Professional ratings
Retrospective reviews (after 1994)
Review scores
| Source | Rating |
| AllMusic | Star |
| Mojo | (favorable) |
| MusicHound | 1.5/5 |
| The Rolling Stone Album Guide | Star Half star |

==Concept evolution==
After Prince's name-change to an unpronounceable symbol in 1993, he intended to release new songs under that moniker in formats other than albums. He would fulfill his contract to Warner Bros. by delivering unreleased material from his music vault. Prince conceived an "interactive musical experience" called Glam Slam Ulysses—a musical loosely based on Homer's Odyssey. These songs and many others would travel back and forth between different projects, including a planned triple-album called The Dawn. Material from this era later ended up on Come, The Gold Experience and The Beautiful Experience, among other projects.

In late May 1993, Prince's then-band member Mayte Garcia sent a letter to a Prince fanzine listing the tracks "Come", "Endorphinmachine", "Space", "Pheromone", "Loose!", "Papa", "Dark", "Race", "Solo" and "Poem", which all ended up being included in some form on Come. She also included "Interactive", "Peach" and "Pope". Most of these songs were newly written, except "Peach" (written in 1992), and "Race" (written in 1991 during the Love Symbol Album sessions—it uses a scratching sound effect similar to Love Symbol Albums "The Continental").

On March 6, 1994, Prince submitted a tape of eight songs to Dutch radio stations which included the song "Pheromone". Five days later, he submitted the first version of the Come album to Warner Bros. The album consisted of: "Poem", "Interactive", "Endorphinemachine", "Space", "Pheromone", "Loose!", "Papa", "Race", "Dark", "Solo", and "Strays of the World". This version of the album is exactly 45 minutes in length and is known as the Come Test Pressing. The title track was absent. Warner Bros. rejected this version, and asked for the title track along with some other new material, such as the recent hit "The Most Beautiful Girl in the World". Prince went back into the studio and tooled with the title track, creating an 11-minute horn-boosted sexual romp.
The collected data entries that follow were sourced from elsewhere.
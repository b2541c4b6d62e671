use chase_core::board::{AdjacencyBoard, LocationId};
use serde::Deserialize;
use std::fs::File;
use std::io::BufReader;
use std::path::{Path, PathBuf};
use thiserror::Error;
use tracing::Level;

const RUN_ID_ALLOWED: &str = "abcdefghijklmnopqrstuvwxyzABCDEFGHIJKLMNOPQRSTUVWXYZ0123456789._-";

/// Root scenario configuration loaded from YAML.
#[derive(Debug, Clone, Deserialize, PartialEq)]
pub struct ScenarioConfig {
    pub run_id: String,
    pub board: BoardConfig,
    pub hunt: HuntConfig,
    #[serde(default)]
    pub seekers: SeekerConfig,
    #[serde(default)]
    pub logging: LoggingConfig,
}

impl ScenarioConfig {
    /// Load a scenario from a YAML file on disk.
    pub fn from_path(path: impl AsRef<Path>) -> Result<Self, ConfigError> {
        let path = path.as_ref();
        let path_buf = path.to_path_buf();
        let file = File::open(path).map_err(|source| ConfigError::Read {
            source,
            path: path_buf.clone(),
        })?;
        let reader = BufReader::new(file);
        let cfg: ScenarioConfig =
            serde_yaml::from_reader(reader).map_err(|source| ConfigError::Parse {
                source,
                path: path_buf.clone(),
            })?;
        cfg.validate().map_err(|source| ConfigError::Invalid {
            path: path_buf,
            source,
        })?;
        Ok(cfg)
    }

    /// Validate the scenario without performing I/O.
    pub fn validate(&self) -> Result<(), ValidationError> {
        validate_run_id(&self.run_id)?;
        self.board.validate()?;
        self.hunt.validate(&self.board)?;
        self.seekers.validate()?;
        self.logging.validate()?;
        Ok(())
    }
}

/// Board block: undirected links between location labels.
#[derive(Debug, Clone, Deserialize, PartialEq)]
pub struct BoardConfig {
    pub links: Vec<(String, String)>,
}

impl BoardConfig {
    pub fn build(&self) -> AdjacencyBoard {
        AdjacencyBoard::with_links(self.links.iter().map(|(a, b)| (a.as_str(), b.as_str())))
    }

    fn validate(&self) -> Result<(), ValidationError> {
        if self.links.is_empty() {
            return Err(ValidationError::InvalidField {
                field: "board.links".to_string(),
                message: "the board needs at least one link".to_string(),
            });
        }
        for (a, b) in &self.links {
            if a.is_empty() || b.is_empty() {
                return Err(ValidationError::InvalidField {
                    field: "board.links".to_string(),
                    message: "location labels must not be empty".to_string(),
                });
            }
            if a == b {
                return Err(ValidationError::InvalidField {
                    field: "board.links".to_string(),
                    message: format!("{a} is linked to itself"),
                });
            }
        }
        Ok(())
    }

    fn contains(&self, label: &str) -> bool {
        self.links
            .iter()
            .any(|(a, b)| a == label || b == label)
    }
}

/// Hunt block: where the hider starts and how long the chase runs.
#[derive(Debug, Clone, Deserialize, PartialEq)]
pub struct HuntConfig {
    pub start: String,
    pub turns: usize,
    pub seed: Option<u64>,
}

impl HuntConfig {
    pub fn start_location(&self) -> LocationId {
        LocationId::from(self.start.as_str())
    }

    fn validate(&self, board: &BoardConfig) -> Result<(), ValidationError> {
        if self.turns == 0 {
            return Err(ValidationError::InvalidField {
                field: "hunt.turns".to_string(),
                message: "the hunt must last at least one turn".to_string(),
            });
        }
        if !board.contains(&self.start) {
            return Err(ValidationError::InvalidField {
                field: "hunt.start".to_string(),
                message: format!("start location {} is not on the board", self.start),
            });
        }
        Ok(())
    }
}

/// Seeker block: how many posts are manned and how many clue searches
/// resolve per turn.
#[derive(Debug, Clone, Deserialize, PartialEq)]
#[serde(default)]
pub struct SeekerConfig {
    pub count: usize,
    pub searches_per_turn: usize,
}

impl Default for SeekerConfig {
    fn default() -> Self {
        Self {
            count: 3,
            searches_per_turn: 3,
        }
    }
}

impl SeekerConfig {
    fn validate(&self) -> Result<(), ValidationError> {
        if self.searches_per_turn == 0 {
            return Err(ValidationError::InvalidField {
                field: "seekers.searches_per_turn".to_string(),
                message: "seekers must resolve at least one search per turn".to_string(),
            });
        }
        Ok(())
    }
}

#[derive(Debug, Clone, Deserialize, PartialEq)]
#[serde(default)]
pub struct LoggingConfig {
    pub level: String,
}

impl Default for LoggingConfig {
    fn default() -> Self {
        Self {
            level: "info".to_string(),
        }
    }
}

impl LoggingConfig {
    pub fn level(&self) -> Option<Level> {
        self.level.parse().ok()
    }

    fn validate(&self) -> Result<(), ValidationError> {
        if self.level().is_none() {
            return Err(ValidationError::InvalidField {
                field: "logging.level".to_string(),
                message: format!("{} is not a log level", self.level),
            });
        }
        Ok(())
    }
}

fn validate_run_id(run_id: &str) -> Result<(), ValidationError> {
    if run_id.is_empty() {
        return Err(ValidationError::InvalidField {
            field: "run_id".to_string(),
            message: "run_id must not be empty".to_string(),
        });
    }
    if let Some(bad) = run_id.chars().find(|c| !RUN_ID_ALLOWED.contains(*c)) {
        return Err(ValidationError::InvalidField {
            field: "run_id".to_string(),
            message: format!("character {bad:?} is not allowed"),
        });
    }
    Ok(())
}

#[derive(Debug, Error)]
pub enum ConfigError {
    #[error("failed to read scenario at {path}: {source}")]
    Read {
        source: std::io::Error,
        path: PathBuf,
    },
    #[error("failed to parse scenario at {path}: {source}")]
    Parse {
        source: serde_yaml::Error,
        path: PathBuf,
    },
    #[error("invalid scenario at {path}: {source}")]
    Invalid {
        path: PathBuf,
        source: ValidationError,
    },
}

#[derive(Debug, Clone, PartialEq, Eq, Error)]
pub enum ValidationError {
    #[error("{field}: {message}")]
    InvalidField { field: String, message: String },
}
With these additions, Warner Bros. agreed to release the album. But Prince decided to change it once again, removing the more rock-oriented tracks "Interactive", "Endorphinemachine", and "Strays of the World." He also broke up "Poem" into segues throughout the album, with the remainder retitled as "Orgasm", and included the newly written "Letitgo". This final version was submitted to Warner Bros. on the same day as a configuration of The Gold Experience. Prince wanted them to release both albums simultaneously, so the Prince material would compete with the one released under the symbolic moniker in the charts (with the latter having more commercial material). Warner Bros. accepted both albums, but refused to release them both at the same time, fearing the market would have too much Prince material in stock.

==Recording==
Most of the songs from the Come album were recorded at Paisley Park Studios and The Record Plant in early 1993 during a highly prolific time for Prince. The guitar sound on "Orgasm" is a sample of a feedback guitar solo from a previous Prince track, "Private Joy," from his 1981 album Controversy. The moaning on "Orgasm" is that of Vanity, recorded in 1983 for the unreleased track "Vibrator." In the liner notes, Vanity is credited as "she knows".

== Music and lyrics ==
Lyrically, the album depicts overt and sexual themes through tracks like "Come" and "Pheromone", accompanied by a light touch of seduction on "Space". The song "Papa" also touches on child abuse and neglect. "Race" is reminiscent to Prince's predecessor, Diamonds and Pearls (1991), with "pointed social commentary that aims to unify us all under one race rather than segregate".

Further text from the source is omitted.